• **PROBLEM STATEMENT**
Show all the lines in the data below that include the word "MissingPassword".

• **SUPPLIED MATERIAL**
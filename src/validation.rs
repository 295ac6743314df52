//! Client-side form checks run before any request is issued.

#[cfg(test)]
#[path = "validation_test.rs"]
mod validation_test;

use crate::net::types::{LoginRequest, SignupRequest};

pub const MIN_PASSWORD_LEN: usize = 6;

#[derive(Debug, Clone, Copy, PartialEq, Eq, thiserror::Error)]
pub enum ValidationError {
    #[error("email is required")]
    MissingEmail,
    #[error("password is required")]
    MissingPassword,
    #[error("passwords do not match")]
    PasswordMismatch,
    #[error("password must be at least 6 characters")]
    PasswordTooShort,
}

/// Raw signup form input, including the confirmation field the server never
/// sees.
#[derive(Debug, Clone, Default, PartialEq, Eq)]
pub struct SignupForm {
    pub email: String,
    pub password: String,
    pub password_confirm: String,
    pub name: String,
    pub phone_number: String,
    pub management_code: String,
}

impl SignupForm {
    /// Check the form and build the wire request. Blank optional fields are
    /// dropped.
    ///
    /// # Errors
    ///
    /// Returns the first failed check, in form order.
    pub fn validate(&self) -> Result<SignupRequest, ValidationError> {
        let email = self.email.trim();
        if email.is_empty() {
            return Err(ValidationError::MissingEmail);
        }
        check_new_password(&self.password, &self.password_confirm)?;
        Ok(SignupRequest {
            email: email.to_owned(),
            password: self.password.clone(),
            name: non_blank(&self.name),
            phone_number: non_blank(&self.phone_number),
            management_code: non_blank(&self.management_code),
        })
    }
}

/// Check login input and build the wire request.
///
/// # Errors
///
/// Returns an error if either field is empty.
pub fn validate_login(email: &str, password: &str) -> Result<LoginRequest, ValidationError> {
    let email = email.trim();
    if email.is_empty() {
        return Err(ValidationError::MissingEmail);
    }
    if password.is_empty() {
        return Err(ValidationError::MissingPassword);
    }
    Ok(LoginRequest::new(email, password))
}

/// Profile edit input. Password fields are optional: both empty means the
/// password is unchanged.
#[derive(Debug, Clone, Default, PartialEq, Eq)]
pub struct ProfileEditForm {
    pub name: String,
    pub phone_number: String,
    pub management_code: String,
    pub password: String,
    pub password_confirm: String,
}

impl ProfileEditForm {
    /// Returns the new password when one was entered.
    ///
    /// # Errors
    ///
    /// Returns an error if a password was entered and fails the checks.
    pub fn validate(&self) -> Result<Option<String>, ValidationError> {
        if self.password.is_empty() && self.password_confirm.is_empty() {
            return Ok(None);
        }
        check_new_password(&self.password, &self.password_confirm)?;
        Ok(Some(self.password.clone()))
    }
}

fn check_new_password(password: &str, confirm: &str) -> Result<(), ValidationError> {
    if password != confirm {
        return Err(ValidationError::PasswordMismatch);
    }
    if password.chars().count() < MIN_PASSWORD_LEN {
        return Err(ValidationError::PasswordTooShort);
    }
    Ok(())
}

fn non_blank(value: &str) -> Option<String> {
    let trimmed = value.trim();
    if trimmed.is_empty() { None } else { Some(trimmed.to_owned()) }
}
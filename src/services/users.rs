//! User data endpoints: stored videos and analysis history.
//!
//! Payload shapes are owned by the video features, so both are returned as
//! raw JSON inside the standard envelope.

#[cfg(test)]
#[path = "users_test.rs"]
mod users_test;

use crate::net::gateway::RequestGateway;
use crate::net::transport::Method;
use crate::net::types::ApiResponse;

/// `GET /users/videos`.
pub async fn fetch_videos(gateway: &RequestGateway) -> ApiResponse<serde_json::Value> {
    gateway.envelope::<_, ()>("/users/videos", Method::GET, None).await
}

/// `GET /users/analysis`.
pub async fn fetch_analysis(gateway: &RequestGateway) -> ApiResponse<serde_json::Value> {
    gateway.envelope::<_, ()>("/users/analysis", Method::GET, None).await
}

---

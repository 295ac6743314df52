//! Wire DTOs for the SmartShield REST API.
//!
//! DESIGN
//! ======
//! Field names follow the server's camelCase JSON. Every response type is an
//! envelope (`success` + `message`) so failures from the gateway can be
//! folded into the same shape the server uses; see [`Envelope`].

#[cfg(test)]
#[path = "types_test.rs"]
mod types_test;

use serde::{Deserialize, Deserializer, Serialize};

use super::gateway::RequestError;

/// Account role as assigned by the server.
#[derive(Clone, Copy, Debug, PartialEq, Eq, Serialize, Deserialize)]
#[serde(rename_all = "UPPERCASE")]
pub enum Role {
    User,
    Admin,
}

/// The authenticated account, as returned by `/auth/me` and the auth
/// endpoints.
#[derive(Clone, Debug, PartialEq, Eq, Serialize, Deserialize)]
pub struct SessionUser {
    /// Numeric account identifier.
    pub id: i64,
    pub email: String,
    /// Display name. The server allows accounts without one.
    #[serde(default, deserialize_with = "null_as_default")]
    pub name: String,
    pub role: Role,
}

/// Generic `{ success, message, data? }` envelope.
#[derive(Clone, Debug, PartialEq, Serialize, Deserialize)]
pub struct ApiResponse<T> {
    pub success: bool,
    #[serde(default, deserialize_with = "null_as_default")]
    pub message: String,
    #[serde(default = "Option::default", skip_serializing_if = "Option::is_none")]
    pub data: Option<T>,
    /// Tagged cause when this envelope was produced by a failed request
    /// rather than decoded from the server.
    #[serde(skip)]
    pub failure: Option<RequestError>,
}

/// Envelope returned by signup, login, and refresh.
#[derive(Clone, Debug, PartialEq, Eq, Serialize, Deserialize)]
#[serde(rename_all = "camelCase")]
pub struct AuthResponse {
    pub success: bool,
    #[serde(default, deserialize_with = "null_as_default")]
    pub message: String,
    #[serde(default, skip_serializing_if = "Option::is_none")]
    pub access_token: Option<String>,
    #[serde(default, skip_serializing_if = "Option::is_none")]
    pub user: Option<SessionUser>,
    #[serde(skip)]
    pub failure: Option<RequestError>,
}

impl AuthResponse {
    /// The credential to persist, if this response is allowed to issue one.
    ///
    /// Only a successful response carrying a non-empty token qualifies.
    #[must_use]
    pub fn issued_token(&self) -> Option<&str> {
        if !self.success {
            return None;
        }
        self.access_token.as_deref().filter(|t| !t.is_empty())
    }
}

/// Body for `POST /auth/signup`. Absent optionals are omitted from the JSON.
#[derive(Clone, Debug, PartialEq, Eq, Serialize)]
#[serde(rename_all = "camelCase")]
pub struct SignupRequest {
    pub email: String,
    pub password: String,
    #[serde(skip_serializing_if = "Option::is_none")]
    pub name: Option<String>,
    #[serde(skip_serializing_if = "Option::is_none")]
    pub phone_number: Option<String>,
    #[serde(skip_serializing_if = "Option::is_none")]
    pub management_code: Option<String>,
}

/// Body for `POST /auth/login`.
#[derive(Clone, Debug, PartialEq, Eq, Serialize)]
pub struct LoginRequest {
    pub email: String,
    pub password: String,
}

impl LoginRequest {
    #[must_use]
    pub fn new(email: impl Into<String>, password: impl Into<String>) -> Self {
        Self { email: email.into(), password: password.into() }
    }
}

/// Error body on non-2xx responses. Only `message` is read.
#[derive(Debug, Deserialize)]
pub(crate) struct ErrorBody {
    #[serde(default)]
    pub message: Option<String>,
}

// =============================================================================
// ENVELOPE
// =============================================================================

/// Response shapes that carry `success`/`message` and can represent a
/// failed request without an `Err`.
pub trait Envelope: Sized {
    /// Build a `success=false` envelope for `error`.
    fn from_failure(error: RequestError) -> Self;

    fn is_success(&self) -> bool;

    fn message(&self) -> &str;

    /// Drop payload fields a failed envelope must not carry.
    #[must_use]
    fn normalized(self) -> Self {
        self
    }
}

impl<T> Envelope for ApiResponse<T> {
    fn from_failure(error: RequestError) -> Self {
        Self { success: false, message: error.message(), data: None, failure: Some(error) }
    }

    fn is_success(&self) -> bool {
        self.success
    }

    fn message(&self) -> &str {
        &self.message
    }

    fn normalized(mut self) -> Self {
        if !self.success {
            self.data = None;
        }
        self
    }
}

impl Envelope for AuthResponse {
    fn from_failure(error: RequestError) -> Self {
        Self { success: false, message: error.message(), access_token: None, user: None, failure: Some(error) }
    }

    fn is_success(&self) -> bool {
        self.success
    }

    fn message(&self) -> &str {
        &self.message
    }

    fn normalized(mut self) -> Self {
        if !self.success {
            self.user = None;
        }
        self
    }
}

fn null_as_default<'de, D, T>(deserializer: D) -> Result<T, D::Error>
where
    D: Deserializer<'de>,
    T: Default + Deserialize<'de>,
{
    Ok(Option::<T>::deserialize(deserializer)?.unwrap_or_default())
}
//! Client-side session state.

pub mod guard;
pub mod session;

• **RESPONSE BELOW**
    MissingPassword,
        return Err(ValidationError::MissingPassword);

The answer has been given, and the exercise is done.